DINAMARQUÊ­S RECOLHE SONS DO RIO E DA PONTE PARA FAZER MÚSICA

Música. O dinamarquê­s, vocalista dos Liima, está a trabalhar num projeto a solo. Nesta semana faz uma pausa e apresenta-se amanhã com a banda: os sons de 1982 vão escutar-se na ZDB

- MARINA ALMEIDA

“Room with a view!” escrito com discrição a esferográf­ica no tampo da mesa posta de frente para a janela rasgada parede a parede sobre o Tejo, a ponte, Lisboa – uma perfeita redundânci­a. No Olho de Boi, em Cacilhas, o dinamarquê­s Casper Clausen ocupa um pequeno gabinete da Sociedade Portuguesa de Pescas e deixa-se contaminar. Junta aos sons do Norte, que traz com ele, o rio, a luz, a ponte, o céu azul, as conversas dos pescadores no pontão. Tem 36 anos. Passou os últimos dez meses por ali, sozinho, com algumas intermitên­cias. Terminou no fim de semana uma digressão pelo Norte da Europa com os Liima, banda de que é vocalista. Está de regresso e traz a banda: amanhã apresentam o disco 1982 na ZDB, outro lado do rio.

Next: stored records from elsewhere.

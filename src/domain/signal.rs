//! Per-bar signal pairs and start-index resolution.
//!
//! A signal is `None` until its indicator has enough history. Undefined
//! values form a contiguous prefix, so the first defined index of each
//! series fully describes where it becomes usable.

use crate::domain::error::{SignalSeries, SimulationError};

/// The two signal values observed at one bar.
#[derive(Debug, Clone, Copy, PartialEq, Default)]
pub struct SignalPair {
    pub trend: Option<f64>,
    pub threshold: Option<f64>,
}

impl SignalPair {
    pub fn new(trend: Option<f64>, threshold: Option<f64>) -> Self {
        Self { trend, threshold }
    }

    pub fn defined(trend: f64, threshold: f64) -> Self {
        Self {
            trend: Some(trend),
            threshold: Some(threshold),
        }
    }

    pub fn is_defined(&self) -> bool {
        self.trend.is_some() && self.threshold.is_some()
    }
}

/// Zip two aligned series into signal pairs.
///
/// Panics in debug builds if the lengths differ; callers build both series
/// from the same bar slice.
pub fn zip_signals(trend: &[Option<f64>], threshold: &[Option<f64>]) -> Vec<SignalPair> {
    debug_assert_eq!(trend.len(), threshold.len());
    trend
        .iter()
        .zip(threshold)
        .map(|(&t, &th)| SignalPair::new(t, th))
        .collect()
}

fn first_defined<F>(signals: &[SignalPair], pick: F) -> Option<usize>
where
    F: Fn(&SignalPair) -> Option<f64>,
{
    signals.iter().position(|s| pick(s).is_some())
}

/// First bar index at which both series are defined.
pub fn start_index(signals: &[SignalPair]) -> Result<usize, SimulationError> {
    let trend = first_defined(signals, |s| s.trend).ok_or(SimulationError::UndefinedSignal {
        series: SignalSeries::Trend,
    })?;
    let threshold =
        first_defined(signals, |s| s.threshold).ok_or(SimulationError::UndefinedSignal {
            series: SignalSeries::Threshold,
        })?;
    Ok(trend.max(threshold))
}
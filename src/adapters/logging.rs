//! Logging setup using tracing.
//!
//! Logs go to stderr; stdout is reserved for the run summary.

use std::str::FromStr;
use tracing::Level;
use tracing_subscriber::{
    EnvFilter,
    fmt::{self, format::FmtSpan},
    layer::SubscriberExt,
    util::SubscriberInitExt,
};

#[derive(Debug, Clone, Copy, PartialEq, Eq, Default)]
pub enum LogFormat {
    /// Human-readable, multi-field lines
    #[default]
    Pretty,
    /// One JSON object per event
    Json,
    Compact,
}

impl FromStr for LogFormat {
    type Err = String;

    fn from_str(s: &str) -> Result<Self, Self::Err> {
        match s.trim().to_lowercase().as_str() {
            "pretty" => Ok(LogFormat::Pretty),
            "json" => Ok(LogFormat::Json),
            "compact" => Ok(LogFormat::Compact),
            other => Err(format!(
                "unknown log format '{}', expected pretty, json or compact",
                other
            )),
        }
    }
}

pub fn parse_level(s: &str) -> Result<Level, String> {
    Level::from_str(s.trim()).map_err(|_| {
        format!(
            "unknown log level '{}', expected trace, debug, info, warn or error",
            s
        )
    })
}

/// Install the global subscriber. `RUST_LOG` overrides `default_level`.
///
/// A second call is a no-op, so tests and repeated CLI runs in one process
/// do not panic.
pub fn init_logging(format: LogFormat, default_level: Level) {
    let env_filter = EnvFilter::builder()
        .with_default_directive(default_level.into())
        .from_env_lossy();

    let result = match format {
        LogFormat::Pretty => tracing_subscriber::registry()
            .with(env_filter)
            .with(
                fmt::layer()
                    .with_writer(std::io::stderr)
                    .with_target(true)
                    .with_thread_ids(false)
                    .with_span_events(FmtSpan::CLOSE),
            )
            .try_init(),
        LogFormat::Json => tracing_subscriber::registry()
            .with(env_filter)
            .with(
                fmt::layer()
                    .json()
                    .with_writer(std::io::stderr)
                    .with_span_events(FmtSpan::CLOSE),
            )
            .try_init(),
        LogFormat::Compact => tracing_subscriber::registry()
            .with(env_filter)
            .with(
                fmt::layer()
                    .compact()
                    .with_writer(std::io::stderr)
                    .with_target(false),
            )
            .try_init(),
    };

    if result.is_err() {
        tracing::debug!("global subscriber already installed");
    }
}
//! Technical indicators used to derive trading signals.
//!
//! Every indicator returns one point per input bar, in bar order. A point's
//! value is `None` while the indicator is still warming up:
//! - `IndicatorPoint`: A single point in an indicator time series
//! - `IndicatorValue`: Single line or a three-line band
//! - `IndicatorType`: Indicator identity + parameters
//! - `IndicatorSeries`: A time series of indicator values

pub mod bollinger;
pub mod ema;
pub mod keltner;
pub mod squeeze;
pub mod ttm_trend;

use chrono::NaiveDate;
use std::fmt;

#[derive(Debug, Clone, PartialEq)]
pub struct IndicatorPoint {
    pub date: NaiveDate,
    pub value: Option<IndicatorValue>,
}

#[derive(Debug, Clone, Copy, PartialEq)]
pub enum IndicatorValue {
    Simple(f64),
    Band { upper: f64, middle: f64, lower: f64 },
}

impl IndicatorValue {
    pub fn simple(&self) -> Option<f64> {
        match self {
            IndicatorValue::Simple(v) => Some(*v),
            IndicatorValue::Band { .. } => None,
        }
    }

    pub fn band(&self) -> Option<(f64, f64, f64)> {
        match self {
            IndicatorValue::Band {
                upper,
                middle,
                lower,
            } => Some((*upper, *middle, *lower)),
            IndicatorValue::Simple(_) => None,
        }
    }
}

#[derive(Debug, Clone, PartialEq, Eq, Hash)]
pub enum IndicatorType {
    Ema(usize),
    Atr(usize),
    Bollinger {
        period: usize,
        stddev_mult_x100: u32,
    },
    Keltner {
        period: usize,
        atr_period: usize,
        atr_mult_x100: u32,
    },
    TtmTrend(usize),
    Squeeze {
        period: usize,
        bb_mult_x100: u32,
        kc_mult_x100: u32,
        atr_period: usize,
    },
}

#[derive(Debug, Clone, PartialEq)]
pub struct IndicatorSeries {
    pub indicator_type: IndicatorType,
    pub values: Vec<IndicatorPoint>,
}

impl IndicatorSeries {
    /// Series of the given type with every point undefined.
    pub fn undefined(indicator_type: IndicatorType, dates: impl Iterator<Item = NaiveDate>) -> Self {
        IndicatorSeries {
            indicator_type,
            values: dates
                .map(|date| IndicatorPoint { date, value: None })
                .collect(),
        }
    }

    pub fn len(&self) -> usize {
        self.values.len()
    }

    pub fn is_empty(&self) -> bool {
        self.values.is_empty()
    }

    /// Single-line values, `None` where undefined or not a single line.
    pub fn simple_values(&self) -> Vec<Option<f64>> {
        self.values
            .iter()
            .map(|p| p.value.and_then(|v| v.simple()))
            .collect()
    }

    pub fn first_valid_index(&self) -> Option<usize> {
        self.values.iter().position(|p| p.value.is_some())
    }
}

/// Converts a multiplier such as `1.5` into the hundredths used as a key.
pub fn mult_to_x100(mult: f64) -> u32 {
    (mult * 100.0).round().max(0.0) as u32
}

impl fmt::Display for IndicatorType {
    fn fmt(&self, f: &mut fmt::Formatter<'_>) -> fmt::Result {
        match self {
            IndicatorType::Ema(period) => write!(f, "EMA({})", period),
            IndicatorType::Atr(period) => write!(f, "ATR({})", period),
            IndicatorType::Bollinger {
                period,
                stddev_mult_x100,
            } => {
                let mult = *stddev_mult_x100 as f64 / 100.0;
                write!(f, "BOLLINGER({},{})", period, mult)
            }
            IndicatorType::Keltner {
                period,
                atr_period,
                atr_mult_x100,
            } => {
                let mult = *atr_mult_x100 as f64 / 100.0;
                write!(f, "KELTNER({},{},{})", period, atr_period, mult)
            }
            IndicatorType::TtmTrend(length) => write!(f, "TTM_TREND({})", length),
            IndicatorType::Squeeze {
                period,
                bb_mult_x100,
                kc_mult_x100,
                atr_period,
            } => write!(
                f,
                "SQUEEZE({},{},{},{})",
                period,
                *bb_mult_x100 as f64 / 100.0,
                *kc_mult_x100 as f64 / 100.0,
                atr_period
            ),
        }
    }
}
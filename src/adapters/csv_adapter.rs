//! CSV file data adapter.
//!
//! Bars live in `{base_path}/{TICKER}.csv` with a header row naming at least
//! `date, open, high, low, close, volume` (any case, any order; extra
//! columns such as `Adj Close` are ignored).

use crate::domain::error::SignalTesterError;
use crate::domain::ohlcv::OhlcvBar;
use crate::domain::universe::{UniverseError, normalize_codes};
use crate::ports::data_port::DataPort;
use chrono::NaiveDate;
use std::fs;
use std::path::{Path, PathBuf};

const REQUIRED_COLUMNS: [&str; 6] = ["date", "open", "high", "low", "close", "volume"];

pub struct CsvAdapter {
    base_path: PathBuf,
}

impl CsvAdapter {
    pub fn new(base_path: PathBuf) -> Self {
        Self { base_path }
    }

    fn csv_path(&self, ticker: &str) -> PathBuf {
        self.base_path.join(format!("{}.csv", ticker))
    }
}

fn data_error(reason: impl Into<String>) -> SignalTesterError {
    SignalTesterError::Data {
        reason: reason.into(),
    }
}

fn column_indices(headers: &csv::StringRecord) -> Result<[usize; 6], SignalTesterError> {
    let mut indices = [0usize; 6];
    for (slot, name) in indices.iter_mut().zip(REQUIRED_COLUMNS) {
        *slot = headers
            .iter()
            .position(|h| h.trim().eq_ignore_ascii_case(name))
            .ok_or_else(|| data_error(format!("missing {} column", name)))?;
    }
    Ok(indices)
}

fn parse_field<T: std::str::FromStr>(
    record: &csv::StringRecord,
    index: usize,
    name: &str,
) -> Result<T, SignalTesterError>
where
    T::Err: std::fmt::Display,
{
    let raw = record
        .get(index)
        .ok_or_else(|| data_error(format!("missing {} value", name)))?;
    raw.trim()
        .parse()
        .map_err(|e| data_error(format!("invalid {} value '{}': {}", name, raw, e)))
}

impl DataPort for CsvAdapter {
    fn fetch_ohlcv(
        &self,
        ticker: &str,
        start_date: NaiveDate,
        end_date: NaiveDate,
    ) -> Result<Vec<OhlcvBar>, SignalTesterError> {
        let path = self.csv_path(ticker);
        let content = fs::read_to_string(&path)
            .map_err(|e| data_error(format!("failed to read {}: {}", path.display(), e)))?;

        let mut rdr = csv::Reader::from_reader(content.as_bytes());
        let headers = rdr
            .headers()
            .map_err(|e| data_error(format!("CSV parse error: {}", e)))?
            .clone();
        let [date_i, open_i, high_i, low_i, close_i, volume_i] = column_indices(&headers)?;

        let mut bars = Vec::new();
        for result in rdr.records() {
            let record = result.map_err(|e| data_error(format!("CSV parse error: {}", e)))?;

            let date_str = record
                .get(date_i)
                .ok_or_else(|| data_error("missing date value"))?;
            // Accept plain dates and `YYYY-MM-DD HH:MM:SS` timestamps.
            let date = NaiveDate::parse_from_str(date_str.get(..10).unwrap_or(date_str), "%Y-%m-%d")
                .map_err(|e| data_error(format!("invalid date format: {}", e)))?;

            if date < start_date || date > end_date {
                continue;
            }

            // Volume may be exported as a float (e.g. "1234.0").
            let volume: f64 = parse_field(&record, volume_i, "volume")?;

            bars.push(OhlcvBar {
                code: ticker.to_string(),
                date,
                open: parse_field(&record, open_i, "open")?,
                high: parse_field(&record, high_i, "high")?,
                low: parse_field(&record, low_i, "low")?,
                close: parse_field(&record, close_i, "close")?,
                volume: volume as i64,
            });
        }

        bars.sort_by_key(|b| b.date);
        Ok(bars)
    }

    fn list_symbols(&self) -> Result<Vec<String>, SignalTesterError> {
        let entries = fs::read_dir(&self.base_path).map_err(|e| {
            data_error(format!(
                "failed to read directory {}: {}",
                self.base_path.display(),
                e
            ))
        })?;

        let mut symbols = Vec::new();
        for entry in entries {
            let entry = entry.map_err(|e| data_error(format!("directory entry error: {}", e)))?;
            let name = entry.file_name();
            let name_str = name.to_string_lossy();

            if let Some(ticker) = name_str.strip_suffix(".csv") {
                if !ticker.ends_with("_transactions") {
                    symbols.push(ticker.to_string());
                }
            }
        }

        symbols.sort();
        Ok(symbols)
    }
}

/// Read a ticker list from a CSV file with a `Ticker` column.
pub fn load_tickers<P: AsRef<Path>>(path: P) -> Result<Vec<String>, SignalTesterError> {
    let path = path.as_ref();
    let mut rdr = csv::Reader::from_path(path)?;
    let column = rdr
        .headers()?
        .iter()
        .position(|h| h.trim().eq_ignore_ascii_case("ticker"))
        .ok_or_else(|| UniverseError::MissingColumn("Ticker".to_string()))?;

    let mut raw = Vec::new();
    for record in rdr.records() {
        let record = record?;
        raw.push(record.get(column).unwrap_or_default().to_string());
    }

    Ok(normalize_codes(raw.iter().map(String::as_str))?)
}
//! Core domain types and logic.

pub mod ohlcv;
pub mod signal;
pub mod condition;
pub mod account;
pub mod execution;
pub mod ledger;
pub mod backtest;
pub mod indicator;
pub mod indicator_helpers;
pub mod signal_provider;
pub mod metrics;
pub mod batch;
pub mod universe;
pub mod config_validation;
pub mod error;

Parece confuso, mas Casper Clausen vai tentando arrumar as coisas: “O que eu faço neste estúdio é a minha música. Nunca fiz música a solo antes e, quando me mudei para Lisboa, estava curioso de encontrar um projeto que fosse diferente de tudo o que fiz até hoje. Estava a crescer em mim este desejo de me expressar depois de estar em bandas durante 20 anos, por isso, nos intervalos das digressões e de fazer discos com os Liima e os Efterklang, estou aqui a fazer as minhas coisas”, conta.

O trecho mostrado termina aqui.